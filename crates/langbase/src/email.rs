use std::sync::Arc;
use std::time::Duration;

use async_trait::async_trait;
use reqwest::Client;
use secrecy::{ExposeSecret, SecretString};
use serde_json::{json, Value};
use tracing::info;

use advocado_agent::tools::{DisabledEmailSender, EmailSender};
use advocado_core::config::EmailConfig;
use advocado_core::domain::contact::ContactEmail;
use advocado_core::errors::ToolInvocationError;

use crate::client::{ensure_success, send_error, HttpFailure, LangbaseError};

/// Posts contact emails to an HTTP mail relay.
#[derive(Clone)]
pub struct HttpEmailSender {
    http: Client,
    endpoint: String,
    api_key: Option<SecretString>,
    recipient: Option<String>,
    timeout: Duration,
}

impl HttpEmailSender {
    pub fn new(
        endpoint: impl Into<String>,
        api_key: Option<SecretString>,
        recipient: Option<String>,
        timeout: Duration,
    ) -> Result<Self, LangbaseError> {
        let http = Client::builder()
            .timeout(timeout)
            .build()
            .map_err(|error| LangbaseError::Client(error.to_string()))?;
        Ok(Self { http, endpoint: endpoint.into(), api_key, recipient, timeout })
    }
}

pub(crate) fn email_payload(email: &ContactEmail, recipient: Option<&str>) -> Value {
    let mut payload = json!({
        "subject": email.subject,
        "content": email.content,
        "senderName": email.sender_name,
        "senderEmail": email.sender_email,
    });
    if let (Some(recipient), Some(object)) = (recipient, payload.as_object_mut()) {
        object.insert("to".to_string(), Value::String(recipient.to_string()));
    }
    payload
}

#[async_trait]
impl EmailSender for HttpEmailSender {
    async fn send(&self, email: &ContactEmail) -> Result<(), ToolInvocationError> {
        let after_ms = u64::try_from(self.timeout.as_millis()).unwrap_or(u64::MAX);
        let mut request = self.http.post(&self.endpoint).json(&email_payload(email, self.recipient.as_deref()));
        if let Some(api_key) = &self.api_key {
            request = request.bearer_auth(api_key.expose_secret());
        }

        let outcome = match request.send().await {
            Ok(response) => ensure_success(response).await.map(|_| ()),
            Err(error) => Err(send_error(error)),
        };
        outcome.map_err(|failure| match failure {
            HttpFailure::Timeout => ToolInvocationError::Timeout { after_ms },
            HttpFailure::Status { status, message } => ToolInvocationError::Rejected { status, message },
            HttpFailure::Transport(message) | HttpFailure::Decode(message) => {
                ToolInvocationError::Delivery(message)
            }
        })?;

        info!(event_name = "email.relay.accepted", "contact email accepted by relay");
        Ok(())
    }
}

/// Relay sender when an endpoint is configured, otherwise one that refuses every send.
pub fn email_sender_from_config(config: &EmailConfig) -> Result<Arc<dyn EmailSender>, LangbaseError> {
    match &config.endpoint {
        Some(endpoint) => Ok(Arc::new(HttpEmailSender::new(
            endpoint.clone(),
            config.api_key.clone(),
            config.recipient.clone(),
            Duration::from_secs(config.timeout_secs),
        )?)),
        None => Ok(Arc::new(DisabledEmailSender)),
    }
}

_ _ _ _ _

YOUR GOAL
Look in the material above for the line with "async fn send(&self, email: &ContactEmail)" and the line with "pub fn email_sender_from_config(config: &EmailConfig)", and transcribe exactly those lines and all lines between them, nothing more.

TASK ANSWER
    async fn send(&self, email: &ContactEmail) -> Result<(), ToolInvocationError> {
        let after_ms = u64::try_from(self.timeout.as_millis()).unwrap_or(u64::MAX);
        let mut request = self.http.post(&self.endpoint).json(&email_payload(email, self.recipient.as_deref()));
        if let Some(api_key) = &self.api_key {
            request = request.bearer_auth(api_key.expose_secret());
        }

        let outcome = match request.send().await {
            Ok(response) => ensure_success(response).await.map(|_| ()),
            Err(error) => Err(send_error(error)),
        };
        outcome.map_err(|failure| match failure {
            HttpFailure::Timeout => ToolInvocationError::Timeout { after_ms },
            HttpFailure::Status { status, message } => ToolInvocationError::Rejected { status, message },
            HttpFailure::Transport(message) | HttpFailure::Decode(message) => {
                ToolInvocationError::Delivery(message)
            }
        })?;

        info!(event_name = "email.relay.accepted", "contact email accepted by relay");
        Ok(())
    }
}

/// Relay sender when an endpoint is configured, otherwise one that refuses every send.
pub fn email_sender_from_config(config: &EmailConfig) -> Result<Arc<dyn EmailSender>, LangbaseError> {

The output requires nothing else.